Per questo 11) l’ennesima follia è strutturale: su tutte le norme sicurezza l’ultima parola non spetta al dirigente scolastico e al ministero, ma ad una organizzazione esterna alla scuola come quella della sanità. Potrebbe avere un senso se ci fosse una autorità sanitaria che è nella scuola e tratta con famiglie e personale. Cosa che in realtà non è: il medico d’istituito non esiste ancora, è una figura esterna alla scuola, che interviene solo per competenza.
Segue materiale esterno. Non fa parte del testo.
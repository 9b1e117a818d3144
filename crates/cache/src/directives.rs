// SPDX-License-Identifier: BUSL-1.1
// Copyright (c) 2026 Alfred Jean LLC

//! Cacheability policy for rendered template elements.
//!
//! A `CacheDirectives` value answers two questions: may this element's
//! output be cached at all, and if so, which facets of the request make
//! the entry distinct. Merging two policies (an element with its
//! sub-elements) only ever reduces cacheability.

use crate::key::{CacheKey, KeyContext};
use serde::{Deserialize, Serialize};

/// Marker prefixed to every computed key variant, so a future change to
/// the composition order invalidates old entries instead of aliasing them.
const KEY_SCHEME: &str = "v1";

/// Cacheability flags plus key-shape description for one template element.
#[derive(Debug, Clone, Default, PartialEq, Eq, Serialize, Deserialize)]
pub struct CacheDirectives {
    /// Result may be stored in the internal rendered-result cache.
    internal: bool,
    /// Result may be cached by a private (per-user) proxy.
    proxy_private: bool,
    /// Result may be cached by a shared proxy.
    proxy_public: bool,
    /// Result may be written to the static export.
    export: bool,
    /// Result may be streamed to the client while rendering.
    stream: bool,

    /// Key shape: current URI participates in the key.
    key_uri: bool,
    /// Key shape: acting user participates in the key.
    key_user: bool,
    /// Key shape: acting group participates in the key.
    key_group: bool,
    /// Key shape: these request parameters participate, in this order.
    cache_parameters: Vec<String>,

    /// Presence of any of these request parameters forces a cache bypass.
    dynamic_parameters: Vec<String>,
}

impl CacheDirectives {
    /// Build a policy from its five cacheability facets. The key shape
    /// starts empty; add facets with the `key_*` builders.
    pub fn new(internal: bool, proxy_private: bool, proxy_public: bool, export: bool, stream: bool) -> Self {
        Self {
            internal,
            proxy_private,
            proxy_public,
            export,
            stream,
            ..Self::default()
        }
    }

    /// Fully cacheable policy (all five facets true).
    pub fn cacheable() -> Self {
        Self::new(true, true, true, true, true)
    }

    /// Fully uncacheable policy (all five facets false).
    pub fn uncacheable() -> Self {
        Self::new(false, false, false, false, false)
    }

    /// Include the request URI in the cache key.
    pub fn key_uri(mut self) -> Self {
        self.key_uri = true;
        self
    }

    /// Include the acting user in the cache key.
    pub fn key_user(mut self) -> Self {
        self.key_user = true;
        self
    }

    /// Include the acting group in the cache key.
    pub fn key_group(mut self) -> Self {
        self.key_group = true;
        self
    }

    /// Include a named request parameter's value in the cache key.
    /// Order of registration is the order of composition.
    pub fn key_parameter(mut self, name: impl Into<String>) -> Self {
        self.cache_parameters.push(name.into());
        self
    }

    /// Mark a request parameter as dynamic: its presence in a request
    /// forces a cache bypass regardless of the cacheability facets.
    pub fn dynamic_parameter(mut self, name: impl Into<String>) -> Self {
        self.dynamic_parameters.push(name.into());
        self
    }

    /// May the result enter the internal rendered-result cache?
    pub fn is_internal_cacheable(&self) -> bool {
        self.internal
    }

    /// May a private proxy cache the result?
    pub fn is_proxy_private_cacheable(&self) -> bool {
        self.proxy_private
    }

    /// May a shared proxy cache the result?
    pub fn is_proxy_public_cacheable(&self) -> bool {
        self.proxy_public
    }

    /// May the result be statically exported?
    pub fn is_exportable(&self) -> bool {
        self.export
    }

    /// May the result be streamed while rendering?
    pub fn is_streamable(&self) -> bool {
        self.stream
    }

    /// True when cached entries for this element must be purged on every
    /// publish event: an element keyed by URI can change whenever any
    /// resource it links to changes, so it is renewed unconditionally.
    pub fn should_renew(&self) -> bool {
        self.key_uri
    }

    /// Combine with the policy of a sub-element.
    ///
    /// Each cacheability facet is ANDed, so merging never increases
    /// cacheability. Key-shape flags are ANDed as well; parameter lists
    /// are unioned, which also only restricts (more dynamic parameters
    /// mean more bypasses, more keyed parameters mean finer entries).
    pub fn merge(&mut self, other: &CacheDirectives) {
        self.internal &= other.internal;
        self.proxy_private &= other.proxy_private;
        self.proxy_public &= other.proxy_public;
        self.export &= other.export;
        self.stream &= other.stream;

        self.key_uri &= other.key_uri;
        self.key_user &= other.key_user;
        self.key_group &= other.key_group;

        for name in &other.cache_parameters {
            if !self.cache_parameters.contains(name) {
                self.cache_parameters.push(name.clone());
            }
        }
        for name in &other.dynamic_parameters {
            if !self.dynamic_parameters.contains(name) {
                self.dynamic_parameters.push(name.clone());
            }
        }
    }

    /// Compute the cache key for a request, or `None` when the result
    /// must not be served from cache.
    ///
    /// Bypass conditions: internal caching is off, a dynamic parameter is
    /// present in the request, or the composed key would carry nothing
    /// that distinguishes the request (caching would alias unrelated
    /// renders).
    pub fn cache_key(&self, ctx: &KeyContext<'_>) -> Option<CacheKey> {
        if !self.internal {
            return None;
        }
        if self
            .dynamic_parameters
            .iter()
            .any(|name| ctx.parameters.contains_key(name))
        {
            return None;
        }

        let mut variant = String::new();
        if self.key_uri {
            variant.push_str("uri=");
            variant.push_str(ctx.uri);
            variant.push(';');
        }
        if self.key_user {
            variant.push_str("user=");
            variant.push_str(ctx.user);
            variant.push(';');
        }
        if self.key_group {
            variant.push_str("group=");
            variant.push_str(ctx.group);
            variant.push(';');
        }
        for name in &self.cache_parameters {
            if let Some(value) = ctx.parameters.get(name) {
                variant.push_str(name);
                variant.push('=');
                variant.push_str(value);
                variant.push(';');
            }
        }
        if !ctx.element.is_empty() {
            let prefix = format!("{}.", ctx.element);
            for (name, value) in ctx.parameters {
                if name.starts_with(&prefix) {
                    variant.push_str(name);
                    variant.push('=');
                    variant.push_str(value);
                    variant.push(';');
                }
            }
        }

        if variant.is_empty() {
            return None;
        }
        Some(CacheKey::new(
            ctx.project,
            ctx.template,
            format!("{};{}", KEY_SCHEME, variant),
        ))
    }
}

#[cfg(test)]
#[path = "directives_tests.rs"]
mod tests;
Ecco perché, alla fine di tutte queste considerazioni, visto che non credo che gli estensori siano dei matti o degli sprovveduti, provo a ribaltare il ragionamento e mi chiedo se queste linee guida non siano un piano che contempla come prima ipotesi la chiusura delle scuole. Se, cioè, Ministero della Salute (i dirigenti, perché il ministro Speranza dice il contrario) e il Comitato tecnico scientifico siano partiti dall’idea che la chiusura della scuola sia un provvedimento drammatico e ineluttabile. Che questa chiusura oggi sia una richiesta politicamente insostenibile (presso il governo, presso l’opposizione e presso la maggior parte dell’opinione pubblica), ma che a questa chiusura invece si possa arrivare, con un po’ di “effetto circo” e “tritacarne mediatico”. Se è così, si spiegherebbe perché non c’è stato nessun impegno sui bioscanner e sui tamponi. Effettivamente, se lo scopo era chiudere, e non aprire, non servivano.